BEGIN EXTRACTED INFORMATION
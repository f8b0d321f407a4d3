//! Positional fold of the formatted annual budget sheet.

use crate::classify::{classify, RowRole};
use crate::config::{BudgetPolicy, TotalsPolicy};
use crate::error::ParseError;
use crate::model::{BudgetCampaign, BudgetChannel, RowTable};
use crate::schema::BudgetLayout;

/// Fold state threaded through the row loop. The open campaign is always
/// the last element of `campaigns`; sub-campaigns never open.
#[derive(Default)]
struct Fold {
    campaigns: Vec<BudgetCampaign>,
    usable_rows: usize,
}

impl Fold {
    fn open(&mut self) -> Option<&mut BudgetCampaign> {
        self.campaigns.last_mut()
    }

    /// Name of the nearest preceding campaign that carried a name.
    fn parent_name(&self) -> Option<String> {
        self.campaigns
            .iter()
            .rev()
            .find(|c| !c.name.is_empty())
            .map(|c| c.name.clone())
    }
}

/// Reconstruct campaigns from the positional budget sheet.
pub fn parse_budget(
    table: &RowTable,
    layout: &BudgetLayout,
    policy: &BudgetPolicy,
) -> Result<Vec<BudgetCampaign>, ParseError> {
    if table.rows.len() <= layout.header_rows {
        return Err(ParseError::EmptySheet {
            sheet: table.sheet.clone(),
        });
    }

    let mut fold = Fold::default();

    for row in table.rows.iter().skip(layout.header_rows) {
        let financials = layout.financials(row);
        match classify(row, layout) {
            RowRole::EntityHeader => {
                fold.usable_rows += 1;
                let mut campaign = BudgetCampaign {
                    po_number: row.cell(layout.po).text(),
                    name: row.cell(layout.name).text(),
                    market: row.cell(layout.market).text(),
                    financials,
                    ..Default::default()
                };
                // A header row may carry its first channel inline.
                let channel = row.cell(layout.channel).text();
                if !channel.is_empty() {
                    campaign.channels.push(BudgetChannel {
                        name: channel,
                        financials,
                    });
                }
                fold.campaigns.push(campaign);
            }
            RowRole::SubEntity => {
                fold.usable_rows += 1;
                let parent_name = fold.parent_name();
                if let Some(parent) = fold.open() {
                    let channel = row.cell(layout.channel).text();
                    let sub = BudgetCampaign {
                        name: row.cell(layout.name).text(),
                        market: row.cell(layout.market).text(),
                        channels: vec![BudgetChannel {
                            name: channel.clone(),
                            financials,
                        }],
                        financials,
                        is_sub_campaign: true,
                        parent_campaign_name: parent_name,
                        ..Default::default()
                    };
                    // The sub's spend still belongs to the parent campaign.
                    parent.channels.push(BudgetChannel {
                        name: channel,
                        financials,
                    });
                    parent.financials.accumulate(&financials);
                    parent.sub_campaigns.push(sub);
                }
            }
            RowRole::DetailOnly => {
                fold.usable_rows += 1;
                if let Some(open) = fold.open() {
                    open.channels.push(BudgetChannel {
                        name: row.cell(layout.channel).text(),
                        financials,
                    });
                    open.financials.accumulate(&financials);
                }
            }
            RowRole::TotalMarker => {
                fold.usable_rows += 1;
                if let Some(open) = fold.open() {
                    match policy.totals {
                        TotalsPolicy::TotalRowWins => open.financials = financials,
                        TotalsPolicy::SumChannels => {}
                    }
                }
            }
            RowRole::Skip => {}
        }
    }

    if fold.usable_rows == 0 {
        return Err(ParseError::EmptySheet {
            sheet: table.sheet.clone(),
        });
    }

    let mut campaigns = fold.campaigns;
    campaigns.sort_by(|a, b| a.name.cmp(&b.name));
    Ok(campaigns)
}

#[cfg(test)]
mod tests {
    use super::*;
    use crate::model::{Cell, RawRow};

    fn header() -> RawRow {
        RawRow::new(vec![Cell::Text("PO_Number".into())])
    }

    fn row(po: &str, name: &str, channel: &str, net: f64) -> RawRow {
        let mut cells = vec![Cell::Empty; 16];
        if !po.is_empty() {
            cells[0] = Cell::Text(po.into());
        }
        cells[4] = Cell::Text("UK".into());
        if !name.is_empty() {
            cells[5] = Cell::Text(name.into());
        }
        if !channel.is_empty() {
            cells[6] = Cell::Text(channel.into());
        }
        cells[10] = Cell::Number(net);
        RawRow::new(cells)
    }

    fn table(rows: Vec<RawRow>) -> RowTable {
        let mut all = vec![header()];
        all.extend(rows);
        RowTable {
            sheet: "F&B".into(),
            rows: all,
        }
    }

    #[test]
    fn sub_campaign_rows_link_to_the_open_campaign() {
        let parsed = parse_budget(
            &table(vec![
                row("P1", "A", "", 0.0),
                row("", "A-sub", "TV", 100.0),
                row("", "", "Digital", 50.0),
            ]),
            &BudgetLayout::default(),
            &BudgetPolicy::default(),
        )
        .unwrap();

        // exactly one top-level campaign, with both channels attached to it
        assert_eq!(parsed.len(), 1);
        let a = &parsed[0];
        assert_eq!(a.name, "A");
        let names: Vec<&str> = a.channels.iter().map(|c| c.name.as_str()).collect();
        assert_eq!(names, ["TV", "Digital"]);

        // the sub-campaign is recorded and back-links to its parent
        assert_eq!(a.sub_campaigns.len(), 1);
        assert!(a.sub_campaigns[0].is_sub_campaign);
        assert_eq!(a.sub_campaigns[0].name, "A-sub");
        assert_eq!(a.sub_campaigns[0].parent_campaign_name.as_deref(), Some("A"));
        // the Digital-only row attached to A, not to A-sub
        assert_eq!(a.sub_campaigns[0].channels.len(), 1);
    }

    #[test]
    fn detail_rows_accumulate_into_running_totals() {
        let parsed = parse_budget(
            &table(vec![
                row("P1", "Bleu", "TV", 100.0),
                row("", "", "Digital", 50.0),
            ]),
            &BudgetLayout::default(),
            &BudgetPolicy::default(),
        )
        .unwrap();
        assert_eq!(parsed[0].financials.net_billable, 150.0);
        assert_eq!(parsed[0].channels.len(), 2);
        assert_eq!(parsed[0].channels[1].financials.net_billable, 50.0);
    }

    #[test]
    fn total_row_overwrites_the_running_sum() {
        let rows = vec![
            row("P1", "Bleu", "TV", 100.0),
            row("", "", "Digital", 50.0),
            row("", "", "Total", 170.0),
        ];
        let authoritative = parse_budget(
            &table(rows.clone()),
            &BudgetLayout::default(),
            &BudgetPolicy::default(),
        )
        .unwrap();
        assert_eq!(authoritative[0].financials.net_billable, 170.0);
        // the total row never becomes a channel
        assert_eq!(authoritative[0].channels.len(), 2);

        let summed = parse_budget(
            &table(rows),
            &BudgetLayout::default(),
            &BudgetPolicy {
                totals: TotalsPolicy::SumChannels,
            },
        )
        .unwrap();
        assert_eq!(summed[0].financials.net_billable, 150.0);
    }

    #[test]
    fn campaigns_come_out_sorted_by_name() {
        let parsed = parse_budget(
            &table(vec![
                row("P2", "Chance", "TV", 10.0),
                row("P1", "Bleu", "TV", 20.0),
            ]),
            &BudgetLayout::default(),
            &BudgetPolicy::default(),
        )
        .unwrap();
        assert_eq!(parsed[0].name, "Bleu");
        assert_eq!(parsed[1].name, "Chance");
        assert_eq!(parsed[0].market, "UK");
        assert_eq!(parsed[0].po_number, "P1");
    }

    #[test]
    fn header_only_sheet_is_a_structural_error() {
        let err = parse_budget(
            &table(vec![]),
            &BudgetLayout::default(),
            &BudgetPolicy::default(),
        )
        .unwrap_err();
        assert!(matches!(err, ParseError::EmptySheet { .. }));
    }

    #[test]
    fn blank_rows_are_skipped_without_error() {
        let parsed = parse_budget(
            &table(vec![
                RawRow::default(),
                row("P1", "Bleu", "TV", 5.0),
                RawRow::default(),
            ]),
            &BudgetLayout::default(),
            &BudgetPolicy::default(),
        )
        .unwrap();
        assert_eq!(parsed.len(), 1);
    }
}
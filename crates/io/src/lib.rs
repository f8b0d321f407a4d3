// File I/O operations

pub mod csv;
pub mod store;
pub mod xlsx;

/// Statistics from one import.
#[derive(Debug, Default)]
pub struct ParseReport {
    /// Sheets that yielded data
    pub sheets_read: usize,
    /// Rows mapped into spend rows
    pub rows_read: usize,
    /// Blank or unmappable rows
    pub rows_skipped: usize,
    /// Actionable warnings (not boilerplate)
    pub warnings: Vec<String>,
    /// Total import duration in milliseconds
    pub duration_ms: u128,
}

impl ParseReport {
    /// Returns a summary message suitable for display
    pub fn summary(&self) -> String {
        format!(
            "{} sheet{} · {} rows · {} skipped",
            self.sheets_read,
            if self.sheets_read == 1 { "" } else { "s" },
            self.rows_read,
            self.rows_skipped
        )
    }

    /// Returns true if there are actionable warnings
    pub fn has_warnings(&self) -> bool {
        !self.warnings.is_empty()
    }

    /// Returns a single-line warning summary for status display
    pub fn warning_summary(&self) -> Option<String> {
        if self.warnings.is_empty() {
            None
        } else {
            Some(self.warnings.join(", "))
        }
    }
}
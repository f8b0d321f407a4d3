//! Grouping and summation for the unbilled / PO-tracker feed.

use std::collections::{BTreeMap, HashMap};

use chrono::Datelike;

use crate::config::{RowFilter, TrackerPolicy};
use crate::dates::DateRange;
use crate::model::{Campaign, MediaChannel, SpendRow};
use crate::month::Month;

/// Build the campaign tree from normalized spend rows.
///
/// Total over arbitrary input: no row can fail the aggregation. Campaigns
/// come out sorted by name, channels keep first-seen order, and month
/// buckets only form for rows whose buy month resolves.
pub fn build_tracker(rows: &[SpendRow], policy: &TrackerPolicy) -> Vec<Campaign> {
    // BTreeMap keys give the deterministic by-name output order.
    let mut by_campaign: BTreeMap<&str, Vec<&SpendRow>> = BTreeMap::new();
    for row in rows.iter().filter(|r| admit(r, policy.row_filter)) {
        by_campaign.entry(row.campaign.as_str()).or_default().push(row);
    }

    by_campaign
        .into_iter()
        .map(|(name, rows)| build_campaign(name, &rows))
        .collect()
}

fn admit(row: &SpendRow, filter: RowFilter) -> bool {
    match filter {
        RowFilter::BilledWithPo => (row.payable > 0.0 || row.billable > 0.0) && !row.po.is_empty(),
        RowFilter::KeepAll => true,
    }
}

fn build_campaign(name: &str, rows: &[&SpendRow]) -> Campaign {
    let mut channels: Vec<MediaChannel> = Vec::new();
    let mut slot: HashMap<&str, usize> = HashMap::new();
    let mut range = DateRange::default();

    for row in rows {
        let at = *slot.entry(row.media.as_str()).or_insert_with(|| {
            channels.push(MediaChannel {
                name: row.media.clone(),
                product_code: row.product_code.clone(),
                ..Default::default()
            });
            channels.len() - 1
        });
        let channel = &mut channels[at];
        channel.net_media += row.payable;
        channel.agency_commission += row.agency_commission;
        channel.asbof += row.levy;
        channel.total_po_value += row.client_cost;

        if let Some(month_date) = row.buy_month {
            if let Some(month) = Month::from_index(month_date.month()) {
                let bucket = channel.monthly.entry(month).or_default();
                bucket.net_billable += row.payable;
                bucket.agency_commission += row.agency_commission;
                bucket.levy += row.levy;
                bucket.total_invoice_value += row.client_cost;
            }
            range.fold_month(month_date);
        }
        if let Some(day) = row.buy_date {
            range.fold_day(day);
        }
    }

    let total_po_value: f64 = channels.iter().map(|c| c.total_po_value).sum();
    // No invoice feed is wired in; remaining mirrors the full PO value.
    let total_invoiced = 0.0;

    Campaign {
        po_number: rows.first().map(|r| r.po.clone()).unwrap_or_default(),
        name: name.to_string(),
        start_date: range.start,
        end_date: range.end,
        po_close_down_date: range.close_down(),
        total_net_media_inc_fees: channels.iter().map(|c| c.net_media).sum(),
        total_agency_commission: channels.iter().map(|c| c.agency_commission).sum(),
        total_asbof: channels.iter().map(|c| c.asbof).sum(),
        total_po_value,
        total_invoiced,
        po_value_remaining: total_po_value - total_invoiced,
        channels,
    }
}
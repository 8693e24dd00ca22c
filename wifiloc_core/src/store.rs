//! Fingerprint and scan persistence.
//!
//! The tracker only sees the `FingerprintStore` trait. `MemoryStore` keeps
//! everything in process; `JsonlStore` (see `jsonl_store`) appends JSON
//! documents to files so calibration survives restarts.

use crate::types::{Fingerprint, Position, ScanRecord};
use std::collections::HashMap;
use std::sync::RwLock;
use std::sync::atomic::{AtomicBool, Ordering};
use thiserror::Error;

#[derive(Debug, Error, Clone, PartialEq, Eq)]
pub enum StoreError {
    /// Backend cannot be reached right now; retry later.
    #[error("store unavailable: {0}")]
    Unavailable(String),
    #[error("store io: {0}")]
    Io(String),
    #[error("store encoding: {0}")]
    Encoding(String),
}

impl From<StoreError> for crate::error::LocError {
    fn from(e: StoreError) -> Self {
        match e {
            StoreError::Unavailable(m) => crate::error::LocError::StoreUnavailable(m),
            other => crate::error::LocError::Store(other.to_string()),
        }
    }
}

pub type StoreResult<T> = std::result::Result<T, StoreError>;

/// Document store for fingerprints and the passive scan log.
pub trait FingerprintStore: Send + Sync {
    fn insert_fingerprint(&self, fp: Fingerprint) -> StoreResult<()>;
    fn insert_scan(&self, rec: ScanRecord) -> StoreResult<()>;
    /// All fingerprints in recording order.
    fn fingerprints(&self) -> StoreResult<Vec<Fingerprint>>;
    /// Delete every fingerprint, returning how many were removed.
    fn clear_fingerprints(&self) -> StoreResult<usize>;
    /// All scan records in insertion order.
    fn scans(&self) -> StoreResult<Vec<ScanRecord>>;

    /// Most recent scan record per distinct coordinate.
    fn latest_scans_per_position(&self) -> StoreResult<Vec<ScanRecord>> {
        Ok(latest_per_position(self.scans()?))
    }

    /// Most recent scan record taken at `at`, if any.
    fn latest_scan_at(&self, at: Position) -> StoreResult<Option<ScanRecord>> {
        Ok(latest_per_position(self.scans()?)
            .into_iter()
            .find(|r| r.position() == at))
    }

    /// Cheap connectivity probe used by status queries.
    fn is_available(&self) -> bool {
        true
    }
}

/// Keep the newest record per `(x, y)`; equal timestamps favor the later
/// insertion. Output is ordered by coordinate.
pub fn latest_per_position(records: Vec<ScanRecord>) -> Vec<ScanRecord> {
    let mut latest: HashMap<Position, ScanRecord> = HashMap::new();
    for rec in records {
        let key = rec.position();
        match latest.get(&key) {
            Some(existing) if existing.timestamp > rec.timestamp => {}
            _ => {
                latest.insert(key, rec);
            }
        }
    }
    let mut out: Vec<ScanRecord> = latest.into_values().collect();
    out.sort_by_key(|r| (r.x, r.y));
    out
}

/// In-process store.
///
/// `set_available(false)` makes every call fail with
/// `StoreError::Unavailable`, which is how tests exercise outage handling.
#[derive(Default)]
pub struct MemoryStore {
    fingerprints: RwLock<Vec<Fingerprint>>,
    scans: RwLock<Vec<ScanRecord>>,
    down: AtomicBool,
}

impl MemoryStore {
    pub fn new() -> Self {
        Self::default()
    }

    pub fn set_available(&self, available: bool) {
        self.down.store(!available, Ordering::Relaxed);
    }

    fn check(&self) -> StoreResult<()> {
        if self.down.load(Ordering::Relaxed) {
            Err(StoreError::Unavailable("memory store marked down".into()))
        } else {
            Ok(())
        }
    }
}

fn poisoned<T>(_: T) -> StoreError {
    StoreError::Unavailable("store lock poisoned".into())
}

impl FingerprintStore for MemoryStore {
    fn insert_fingerprint(&self, fp: Fingerprint) -> StoreResult<()> {
        self.check()?;
        self.fingerprints.write().map_err(poisoned)?.push(fp);
        Ok(())
    }

    fn insert_scan(&self, rec: ScanRecord) -> StoreResult<()> {
        self.check()?;
        self.scans.write().map_err(poisoned)?.push(rec);
        Ok(())
    }

    fn fingerprints(&self) -> StoreResult<Vec<Fingerprint>> {
        self.check()?;
        Ok(self.fingerprints.read().map_err(poisoned)?.clone())
    }

    fn clear_fingerprints(&self) -> StoreResult<usize> {
        self.check()?;
        let mut fps = self.fingerprints.write().map_err(poisoned)?;
        let n = fps.len();
        fps.clear();
        Ok(n)
    }

    fn scans(&self) -> StoreResult<Vec<ScanRecord>> {
        self.check()?;
        Ok(self.scans.read().map_err(poisoned)?.clone())
    }

    fn is_available(&self) -> bool {
        !self.down.load(Ordering::Relaxed)
    }
}
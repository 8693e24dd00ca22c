//! Runtime configuration for the localization engine.
//!
//! These are the structs used by `Tracker` and the matcher. They are
//! separate from the TOML-deserialized config in `wifiloc_config`.

use std::time::Duration;

/// KNN matcher parameters.
#[derive(Debug, Clone, PartialEq)]
pub struct KnnCfg {
    /// Number of nearest fingerprints combined into the estimate.
    pub k: usize,
    /// Added to each distance before inversion so an exact match stays finite.
    pub epsilon: f64,
    /// Strength substituted for a network missing from one side (dBm).
    pub sentinel_dbm: i32,
}

impl Default for KnnCfg {
    fn default() -> Self {
        Self {
            k: 3,
            epsilon: 0.01,
            sentinel_dbm: crate::distance::SENTINEL_DBM,
        }
    }
}

/// Scan timer parameters.
#[derive(Debug, Clone, PartialEq)]
pub struct SchedulerCfg {
    /// Time between tick starts.
    pub period: Duration,
    /// Upper bound handed to the scan source for each scan.
    pub scan_timeout: Duration,
}

impl Default for SchedulerCfg {
    fn default() -> Self {
        Self {
            period: Duration::from_secs(5),
            scan_timeout: Duration::from_secs(15),
        }
    }
}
END EXTRACTED INFORMATION
Return exactly the lines from the beginning of the data above through the one containing "let mut fold = Fold::default();", please. Include both end lines and add nothing else.

repository f8b0d321f407a4d3
//! Positional fold of the formatted annual budget sheet.

use crate::classify::{classify, RowRole};
use crate::config::{BudgetPolicy, TotalsPolicy};
use crate::error::ParseError;
use crate::model::{BudgetCampaign, BudgetChannel, RowTable};
use crate::schema::BudgetLayout;

/// Fold state threaded through the row loop. The open campaign is always
/// the last element of `campaigns`; sub-campaigns never open.
#[derive(Default)]
struct Fold {
    campaigns: Vec<BudgetCampaign>,
    usable_rows: usize,
}

impl Fold {
    fn open(&mut self) -> Option<&mut BudgetCampaign> {
        self.campaigns.last_mut()
    }

    /// Name of the nearest preceding campaign that carried a name.
    fn parent_name(&self) -> Option<String> {
        self.campaigns
            .iter()
            .rev()
            .find(|c| !c.name.is_empty())
            .map(|c| c.name.clone())
    }
}

/// Reconstruct campaigns from the positional budget sheet.
pub fn parse_budget(
    table: &RowTable,
    layout: &BudgetLayout,
    policy: &BudgetPolicy,
) -> Result<Vec<BudgetCampaign>, ParseError> {
    if table.rows.len() <= layout.header_rows {
        return Err(ParseError::EmptySheet {
            sheet: table.sheet.clone(),
        });
    }

    let mut fold = Fold::default();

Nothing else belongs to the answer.